A orientação, que não precisou ser passada formalmente diante das manifestações do próprio presidente Lula e do ministro da Fazenda, Fernando Haddad, é a da necessidade de dar tempo para que Gabriel Galípolo consiga organizar a “herança” deixada por Campos Neto, alvo recorrente do PT, no Banco Central.
“O novo presidente, com os novos diretores, têm uma herança a administrar. Você não pode, na presidência do Banco Central, dar um cavalo de pau”, foi uma das manifestações de Haddad, em defesa de Galípolo, durante entrevista ao programa Bom dia Ministro, da EBC.
O anúncio do Comitê de Política Monetária (Copom), de quarta-feira, foi o segundo desde que Galípolo assumiu o comando do Banco Central com a bênção de Lula e do PT, que agora estão em situação delicada para mirar a artilharia no escolhido. E a sinalização para a próxima reunião, em maio, é de um novo aumento, mas em patamar inferior.

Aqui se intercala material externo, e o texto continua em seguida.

use crate::engine::Engine;
use crate::metrics::METRICS;
use crate::protocol::{parse_command, EngineEvent};
use crate::validation::Limits;
use futures::stream::StreamExt;
use futures::SinkExt;
use std::net::SocketAddr;
use std::sync::Arc;
use tokio::net::{TcpListener, TcpStream};
use tokio::sync::broadcast;
use tokio_util::codec::{Framed, LinesCodec};

/// 行协议允许的最大行长（标的名不超过 8 字节，正常命令远小于此）
const MAX_LINE_LEN: usize = 256;

/// 启动网络服务器
///
/// 每个客户端连接一个任务。命令在连接任务内解析、校验后直接
/// 调用共享引擎——簿锁持有期间没有任何 await 点，阻塞仅发生在
/// 锁竞争上。引擎事件经广播通道回显给所有连接的客户端。
pub async fn run_server(
    addr: SocketAddr,
    engine: Arc<Engine>,
    events: broadcast::Sender<EngineEvent>,
) {
    let listener = TcpListener::bind(&addr).await.expect("无法绑定监听地址");
    tracing::info!("服务器正在监听: {}", addr);

    while let Ok((stream, peer)) = listener.accept().await {
        tracing::info!("接受新连接: {}", peer);
        let engine = Arc::clone(&engine);
        let events_rx = events.subscribe();

        tokio::spawn(async move {
            handle_connection(stream, engine, events_rx).await;
            tracing::info!("连接 {} 已关闭", peer);
        });
    }
}

/// 处理单个客户端连接，EOF 或 I/O 错误时结束
async fn handle_connection(
    stream: TcpStream,
    engine: Arc<Engine>,
    mut events: broadcast::Receiver<EngineEvent>,
) {
    let mut framed = Framed::new(stream, LinesCodec::new_with_max_length(MAX_LINE_LEN));
    let limits = Limits::default();

    METRICS.connection_opened();

    loop {
        tokio::select! {
            // 从客户端接收命令行
            result = framed.next() => {
                match result {
                    Some(Ok(line)) => {
                        if line.trim().is_empty() {
                            continue;
                        }
                        match parse_command(&line) {
                            Ok(command) => match limits.admit(&command) {
                                Ok(()) => engine.execute(command),
                                Err(reject) => {
                                    METRICS.record_reject("limits");
                                    tracing::warn!("拒绝非法命令 '{}': {}", line, reject);
                                }
                            },
                            Err(e) => {
                                METRICS.record_reject("parse");
                                tracing::warn!("无法解析的请求 '{}': {}", line, e);
                            }
                        }
                    }
                    Some(Err(e)) => {
                        tracing::warn!("处理连接时出错: {}", e);
                        break;
                    }
                    None => break, // 连接已关闭
                }
            }
            // 从广播通道接收引擎事件并发送给客户端
            event = events.recv() => {
                match event {
                    Ok(event) => {
                        if framed.send(event.to_string()).await.is_err() {
                            break;
                        }
                    }
                    Err(broadcast::error::RecvError::Lagged(n)) => {
                        tracing::warn!("客户端消费过慢，跳过 {} 条事件", n);
                    }
                    Err(broadcast::error::RecvError::Closed) => break,
                }
            }
        }
    }

    METRICS.connection_closed();
}
//! 引擎运行指标
//!
//! 基于 Prometheus 的计数与延迟观测，经可观测性服务器的
//! /metrics 端点导出。调用方通过语义化的记录方法更新指标，
//! 标签集合收敛在本模块内部，不对外暴露。

use crate::protocol::Side;
use lazy_static::lazy_static;
use prometheus::{
    register_histogram_vec, register_int_counter_vec, register_int_gauge, HistogramVec,
    IntCounterVec, IntGauge, TextEncoder,
};

lazy_static! {
    /// 进程级指标集
    pub static ref METRICS: EngineMetrics = EngineMetrics::register();
}

/// 撮合引擎指标集
pub struct EngineMetrics {
    /// 进入核心的提交命令，按方向与标的
    submits: IntCounterVec,
    /// 撮合产生的成交笔数，按标的
    fills: IntCounterVec,
    /// 取消命令，按结果
    cancels: IntCounterVec,
    /// 单次簿内撮合耗时
    match_latency: HistogramVec,
    /// 当前连接的客户端数
    connections: IntGauge,
    /// 进入核心前被拒绝的命令，按拦截阶段
    rejected: IntCounterVec,
}

impl EngineMetrics {
    fn register() -> Self {
        Self {
            submits: register_int_counter_vec!(
                "clob_submits_total",
                "Buy/sell commands accepted into the matching core",
                &["side", "instrument"]
            )
            .unwrap(),

            fills: register_int_counter_vec!(
                "clob_fills_total",
                "Executions produced by matching",
                &["instrument"]
            )
            .unwrap(),

            cancels: register_int_counter_vec!(
                "clob_cancels_total",
                "Cancel commands by outcome",
                &["outcome"]
            )
            .unwrap(),

            match_latency: register_histogram_vec!(
                "clob_match_latency_seconds",
                "Time spent matching one submit inside a book",
                &["instrument"],
                prometheus::exponential_buckets(1e-6, 4.0, 8).unwrap()
            )
            .unwrap(),

            connections: register_int_gauge!(
                "clob_client_connections",
                "Currently connected clients"
            )
            .unwrap(),

            rejected: register_int_counter_vec!(
                "clob_rejected_commands_total",
                "Commands rejected before reaching a book",
                &["stage"]
            )
            .unwrap(),
        }
    }

    /// 一笔提交命令进入核心
    pub fn record_submit(&self, side: Side, instrument: &str) {
        self.submits
            .with_label_values(&[side.label(), instrument])
            .inc();
    }

    /// 一次撮合产生的成交笔数；零笔不产生时间序列
    pub fn record_fills(&self, instrument: &str, fills: u64) {
        if fills > 0 {
            self.fills.with_label_values(&[instrument]).inc_by(fills);
        }
    }

    /// 一条取消命令的结果
    pub fn record_cancel(&self, accepted: bool) {
        let outcome = if accepted { "accepted" } else { "rejected" };
        self.cancels.with_label_values(&[outcome]).inc();
    }

    /// 一次簿内撮合的耗时
    pub fn observe_match_latency(&self, instrument: &str, seconds: f64) {
        self.match_latency
            .with_label_values(&[instrument])
            .observe(seconds);
    }

    /// 客户端连接建立
    pub fn connection_opened(&self) {
        self.connections.inc();
    }

    /// 客户端连接断开
    pub fn connection_closed(&self) {
        self.connections.dec();
    }

    /// 命令在进入核心前被拦截（stage: parse / limits）
    pub fn record_reject(&self, stage: &str) {
        self.rejected.with_label_values(&[stage]).inc();
    }
}

/// 导出全部已注册指标的文本表示
pub fn export() -> String {
    let encoder = TextEncoder::new();
    match encoder.encode_to_string(&prometheus::gather()) {
        Ok(text) => text,
        Err(e) => {
            tracing::error!("指标导出失败: {}", e);
            String::new()
        }
    }
}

Por óbvio, Galípolo precisa de tempo para tentar alterar a política de juros do país. Mas ele precisa também que o governo federal faça a sua parte. E considerando os planos de Lula, que tem entre seus objetivos intensificar o consumo, será complexo o desafio de Galípolo, para frear a inflação e atender as expectativas petistas.